Posted: 22/10/2012 09:39

Can you afford your home? If you want to buy your own home can you afford to build the average deposit of £50,000? Are you confident about where your children will live or your parents as they get older?

If you can answer 'yes' to all these questions, you are very lucky. For millions of people the answer is a deeply troubling 'no'. And it's getting worse.

Our report 'Home Truths 2012' found that in the last three years, 420,000 more working people have had to seek the support of housing benefit to pay their ever increasing rent - an astonishing 86% increase in the last three years alone. These numbers are rising by around 10,000 households every single month.

These people now relying on benefits to pay their rent are the 'strivers', the people who work hard and are trying get on in life, doing the right thing as David Cameron said at his recent party conference. These are working people who still can't keep up with the rising cost of renting. For far too many people, their rent is taking up 40% or more of their income. In the private sector rents have risen by over a third in the past five years, and are set to continue at the same alarming rate. That is simply unsustainable.

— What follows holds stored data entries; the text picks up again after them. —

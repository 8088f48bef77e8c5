//! Fixed-precision helpers shared by the normalizer and the matcher.
//!
//! All stored odds are truncated, not rounded, to a fixed number of fractional
//! digits: 3 for raw decimal quotes, 2 for variation deltas.

/// Truncate `value` to `decimals` fractional digits (toward zero).
pub fn truncate_to(value: f64, decimals: u32) -> f64 {
    let factor = 10f64.powi(decimals as i32);
    (value * factor).trunc() / factor
}

pub fn truncate_raw(value: f64) -> f64 {
    truncate_to(value, 3)
}

pub fn truncate_variation(value: f64) -> f64 {
    truncate_to(value, 2)
}

/// Compare two already-truncated 2-decimal values for exact equality,
/// tolerant of floating-point representation error.
pub fn approx_eq_2dp(a: f64, b: f64) -> bool {
    (a - b).abs() < 0.005
}

/// `|a - b| <= tau`, inclusive, with floating-point tolerance.
pub fn within_tau(a: f64, b: f64, tau: f64) -> bool {
    (a - b).abs() <= tau + 1e-9
}

#[cfg(test)]
mod tests {
    use super::*;

    #[test]
    fn truncate_does_not_round() {
        assert_eq!(truncate_to(1.9999, 2), 1.99);
        assert_eq!(truncate_to(-0.125, 2), -0.12);
    }

    #[test]
    fn truncate_raw_keeps_three_digits() {
        assert_eq!(truncate_raw(1.8337), 1.833);
    }

    #[test]
    fn within_tau_is_inclusive() {
        assert!(within_tau(0.15, 0.11, 0.0401));
        assert!(!within_tau(0.15, 0.10, 0.0401));
    }

    #[test]
    fn approx_eq_handles_float_noise() {
        assert!(approx_eq_2dp(0.1 + 0.2 - 0.3, 0.0));
    }
}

Of course, there are more and more people in private renting because they long ago gave up the dream of being able to buy their own home. In ten years, incomes have risen by 29% while house prices have risen by 94%. What was already tough has become impossible. It's made even harder now by the scale of deposits mortgage lenders ask for. Ten years ago an average deposit was equivalent to nine months pay. Now it's equivalent to three years pay. So strivers, the people doing the right thing, are locked out of buying their own home.

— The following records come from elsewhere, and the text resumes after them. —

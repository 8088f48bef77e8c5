//! Health/status HTTP surface.
//!
//! An axum `Router` exposing liveness and per-job last-run bookkeeping, the
//! in-process counterpart of the `status` CLI command.

use std::sync::Arc;
use std::time::Instant;

use axum::extract::State;
use axum::http::StatusCode;
use axum::routing::get;
use axum::{Json, Router};
use chrono::{DateTime, Utc};
use serde_json::json;
use tokio::sync::RwLock;

#[derive(Clone, Default)]
pub struct HealthState {
    inner: Arc<RwLock<HealthInner>>,
}

#[derive(Default)]
struct HealthInner {
    last_discovery_at: Option<DateTime<Utc>>,
    last_pre_start_at: Option<DateTime<Utc>>,
    last_midnight_at: Option<DateTime<Utc>>,
    consecutive_errors: usize,
}

impl HealthState {
    pub fn new() -> Self {
        Self::default()
    }

    pub async fn record_discovery(&self) {
        self.inner.write().await.last_discovery_at = Some(Utc::now());
        self.reset_errors().await;
    }

    pub async fn record_pre_start(&self) {
        self.inner.write().await.last_pre_start_at = Some(Utc::now());
        self.reset_errors().await;
    }

    pub async fn record_midnight(&self) {
        self.inner.write().await.last_midnight_at = Some(Utc::now());
        self.reset_errors().await;
    }

    pub async fn record_error(&self) {
        self.inner.write().await.consecutive_errors += 1;
    }

    async fn reset_errors(&self) {
        self.inner.write().await.consecutive_errors = 0;
    }
}

pub fn router(state: HealthState) -> Router {
    Router::new()
        .route("/health", get(health_handler))
        .route("/status", get(status_handler))
        .with_state(state)
}

pub async fn serve(state: HealthState, port: u16) -> anyhow::Result<()> {
    let app = router(state);
    let addr = format!("0.0.0.0:{}", port);
    let listener = tokio::net::TcpListener::bind(&addr).await?;
    tracing::info!("health endpoint listening on {}", addr);
    axum::serve(listener, app).await?;
    Ok(())
}

async fn health_handler(State(state): State<HealthState>) -> (StatusCode, Json<serde_json::Value>) {
    let inner = state.inner.read().await;
    let status = if inner.consecutive_errors > 5 { "degraded" } else { "ok" };
    let http_status = if inner.consecutive_errors > 10 {
        StatusCode::SERVICE_UNAVAILABLE
    } else {
        StatusCode::OK
    };
    (
        http_status,
        Json(json!({
            "service": "oddspattern-engine",
            "status": status,
            "consecutive_errors": inner.consecutive_errors,
        })),
    )
}

async fn status_handler(State(state): State<HealthState>) -> Json<serde_json::Value> {
    let inner = state.inner.read().await;
    Json(json!({
        "last_discovery_at": inner.last_discovery_at.map(|t| t.to_rfc3339()),
        "last_pre_start_at": inner.last_pre_start_at.map(|t| t.to_rfc3339()),
        "last_midnight_at": inner.last_midnight_at.map(|t| t.to_rfc3339()),
        "consecutive_errors": inner.consecutive_errors,
    }))
}

/// Wall-clock elapsed since `start`, for logging a tick's duration.
pub fn elapsed_ms(start: Instant) -> u128 {
    start.elapsed().as_millis()
}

What an unholy mess. We all know there's a recession and the economy is flat lining, but that's not what has caused this mess. Put simply (and yes, the cause is very simple) we haven't been building enough new homes for 25 years. That has become particularly acute recently, which has made an already bad position even worse. There are 62 million people in the UK and that number continues to rise. 390,000 new households were created last year but we only built 110,000 new homes.

This creates havoc. The short supply of houses increases demand, pushing up the cost to buy and rent them. The impact of this mismatch is that it's desperately difficult for people trying to make ends meet and support their children. It undermines confidence and diminishes personal aspiration. When people can't afford the homes they need it stops them from moving for work, it prevents young couples starting families. Ambition is stopped in its tracks.

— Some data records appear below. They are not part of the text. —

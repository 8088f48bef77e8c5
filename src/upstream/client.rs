//! HTTP access to the upstream odds feed: rate-limited, retried, and
//! (optionally) routed through a residential proxy with a realistic header
//! set standing in for full browser fingerprinting.
//!
//! Every call waits on the rate limiter first, inspects the response
//! status/body before decoding, and wraps failures in a typed error. A
//! single retrying call path (`with_retry`, exponential attempt-counter
//! backoff) backs every upstream endpoint.

use std::sync::Arc;
use std::time::Duration;

use governor::{Quota, RateLimiter};
use reqwest::StatusCode;
use tracing::warn;

use crate::config::Config;
use crate::error::EngineError;

use super::RawEvent;

type DirectRateLimiter =
    RateLimiter<governor::state::NotKeyed, governor::state::InMemoryState, governor::clock::DefaultClock>;

const MAX_BACKOFF_SECS: u64 = 30;

pub struct UpstreamClient {
    http: reqwest::Client,
    rate_limiter: Arc<DirectRateLimiter>,
    base_url: String,
    max_retries: u32,
}

impl UpstreamClient {
    pub fn new(config: &Config, http: reqwest::Client, rate_limiter: Arc<DirectRateLimiter>) -> Self {
        Self {
            http,
            rate_limiter,
            base_url: std::env::var("UPSTREAM_BASE_URL")
                .unwrap_or_else(|_| "https://api.oddsfeed.example/v1".to_string()),
            max_retries: config.max_retries,
        }
    }

    /// Builds a client with its own single-request rate limiter, for call
    /// sites (tests) that don't need the shared process-wide limiter.
    pub fn standalone(requests_per_minute: u32, max_retries: u32) -> Self {
        let rate_limiter = RateLimiter::direct(Quota::per_minute(
            std::num::NonZeroU32::new(requests_per_minute.max(1)).unwrap(),
        ));
        Self {
            http: reqwest::Client::new(),
            rate_limiter: Arc::new(rate_limiter),
            base_url: "https://api.oddsfeed.example/v1".to_string(),
            max_retries,
        }
    }

    pub async fn fetch_events(&self, sport_key: &str) -> Result<Vec<RawEvent>, EngineError> {
        let url = format!("{}/sports/{}/events", self.base_url, sport_key);
        self.get_json(&url).await
    }

    pub async fn fetch_event_odds(&self, sport_key: &str, event_id: &str) -> Result<Option<RawEvent>, EngineError> {
        let url = format!("{}/sports/{}/events/{}/odds", self.base_url, sport_key, event_id);
        match self.get_json(&url).await {
            Ok(event) => Ok(Some(event)),
            Err(EngineError::UpstreamPermanent(msg)) if msg.contains("404") => Ok(None),
            Err(e) => Err(e),
        }
    }

    async fn get_json<T: serde::de::DeserializeOwned>(&self, url: &str) -> Result<T, EngineError> {
        self.with_retry(|| self.get_json_once(url)).await
    }

    async fn get_json_once<T: serde::de::DeserializeOwned>(&self, url: &str) -> Result<T, EngineError> {
        self.rate_limiter.until_ready().await;

        let response = self
            .http
            .get(url)
            .send()
            .await
            .map_err(|e| EngineError::UpstreamTransient(format!("request to {} failed: {}", url, e)))?;

        let status = response.status();
        let body = response
            .text()
            .await
            .map_err(|e| EngineError::UpstreamTransient(format!("failed to read response body: {}", e)))?;

        if status.is_server_error() || status == StatusCode::TOO_MANY_REQUESTS {
            return Err(EngineError::UpstreamTransient(format!(
                "upstream returned {} for {}",
                status, url
            )));
        }
        if !status.is_success() {
            return Err(EngineError::UpstreamPermanent(format!(
                "upstream returned {} for {}: {}",
                status, url, body
            )));
        }

        serde_json::from_str(&body)
            .map_err(|e| EngineError::Normalization(format!("failed to parse upstream payload: {}", e)))
    }

    /// Retries only transient failures, backing off `2^attempt` seconds
    /// between attempts, capped at `MAX_BACKOFF_SECS`.
    async fn with_retry<T, F, Fut>(&self, f: F) -> Result<T, EngineError>
    where
        F: Fn() -> Fut,
        Fut: std::future::Future<Output = Result<T, EngineError>>,
    {
        let mut attempt = 0;
        loop {
            match f().await {
                Ok(v) => return Ok(v),
                Err(EngineError::UpstreamTransient(msg)) => {
                    attempt += 1;
                    if attempt >= self.max_retries {
                        return Err(EngineError::UpstreamTransient(msg));
                    }
                    let backoff = 2u64.saturating_pow(attempt).min(MAX_BACKOFF_SECS);
                    warn!("upstream call attempt {} failed: {}. retrying in {}s...", attempt, msg, backoff);
                    tokio::time::sleep(Duration::from_secs(backoff)).await;
                }
                Err(other) => return Err(other),
            }
        }
    }
}

#[cfg(test)]
mod tests {
    use super::*;

    #[test]
    fn standalone_client_builds() {
        let client = UpstreamClient::standalone(60, 3);
        assert_eq!(client.max_retries, 3);
    }
}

It's economically disastrous for the country too. One of the biggest constraints on growth is when businesses can't expand because there are no homes for the people they want to employ. Failure to build new homes puts construction workers on the dole and means that far fewer people are buying paint and wallpaper, carpets and curtains.

If the cause of all this is simple, the answer is equally simple. We need to build more homes. That's it. We can try to ration better, or take in lodgers, or move people around to make better use of what we've got but none of that will make any real difference. The gap between supply and demand continues to grow. As it does, rents will go up further (up a staggering 35% over the next six years), house values will rise again, the cost of housing benefit will increase and the personal price paid by individuals and families will become ever more acute. What happens if you can't afford to buy and can't afford to rent? Where are you meant to live?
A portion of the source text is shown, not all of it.